Lorsque vous décidez de réduire la viande ou d'autres aliments d'origine animale de votre alimentation, il peut être difficile de décider quel régime végétarien suivre. Lorsque vous évaluez un plan de repas ovo-végétarien, demandez-vous s'il contient des aliments que vous aimez manger et s'il vous aidera à atteindre vos objectifs nutritionnels. Si vous avez des inquiétudes au sujet de votre alimentation, consultez un nutritionniste pour vous aider à élaborer un plan de repas sain.

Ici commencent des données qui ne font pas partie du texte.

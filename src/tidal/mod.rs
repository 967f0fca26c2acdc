//! # TIDAL Integration Module
//!
//! This module provides the interface to the TIDAL Web API used by the
//! import run: authentication, playlist management, and catalog search. It
//! abstracts away HTTP requests and OAuth flows, providing a clean Rust
//! interface for the higher-level engine and CLI layers.
//!
//! ## Core Modules
//!
//! [`auth`] implements the OAuth 2.0 PKCE (Proof Key for Code Exchange)
//! flow: the full interactive login from browser launch to token storage, a
//! local callback server for receiving the authorization code, the token
//! refresh grant, and the session validity check used to restore a stored
//! token without user interaction.
//!
//! [`playlists`] covers the playlist endpoints: listing the user's
//! playlists, creating a playlist, listing a playlist's tracks, and adding
//! a track. Listing endpoints page at 50 items and are drained sequentially.
//!
//! [`search`] performs free-text catalog search and returns the `tracks`
//! result category.
//!
//! ## API Coverage
//!
//! - `GET /sessions` - session validity check and user/country lookup
//! - `GET /users/{user_id}/playlists` - the user's playlists
//! - `POST /users/{user_id}/playlists` - create a playlist
//! - `GET /playlists/{uuid}/tracks` - playlist membership
//! - `POST /playlists/{uuid}/tracks` - add tracks
//! - `GET /search` - free-text catalog search
//! - `POST /v1/oauth2/token` - code exchange and token refresh
//!
//! ## Error Handling
//!
//! There is deliberately no retry or backoff logic: the import is a
//! single-pass, best-effort run and every remote failure propagates to the
//! caller. Functions return `reqwest::Error` for HTTP operations and
//! `String` for authentication and token management errors, matching the
//! rest of the application.

pub mod auth;
pub mod playlists;
pub mod search;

Si vous êtes un ovo-végétarien, vous ne mangez aucun produit animal à l'exception des œufs, donc votre alimentation ne comprendra pas de viande, volaille, poisson ou crustacés. Votre régime ovo-végétarien ne comprend pas de produits laitiers, tels que le yogourt, le lait, le beurre et la crème glacée, car ils sont dérivés d'animaux. Le régime alimentaire peut être un bon choix pour vous si vous êtes intolérant au lactose et incapable de manger des produits laitiers. Vous pouvez manger des aliments à base de plantes tels que les céréales, les fruits, les légumes, les haricots, les noix et les graines.
Vous devriez être aussi prudent dans vos choix ovo-végétariens que vous devez faire des choix sains vous le feriez sur un régime à base de viande. La pyramide du Guide alimentaire végétarien est une aide visuelle qui peut vous aider dans la planification des repas, car elle contient des recommandations sur le nombre de portions que vous devriez prendre chaque jour dans différents groupes alimentaires. Un plan de repas ovo-végétarien sur un régime de 2 000 calories devrait contenir environ six portions de céréales; cinq portions d'aliments riches en protéines comme les haricots, les noix ou les œufs; quatre portions de légumes; et deux portions de fruits et de matières grasses.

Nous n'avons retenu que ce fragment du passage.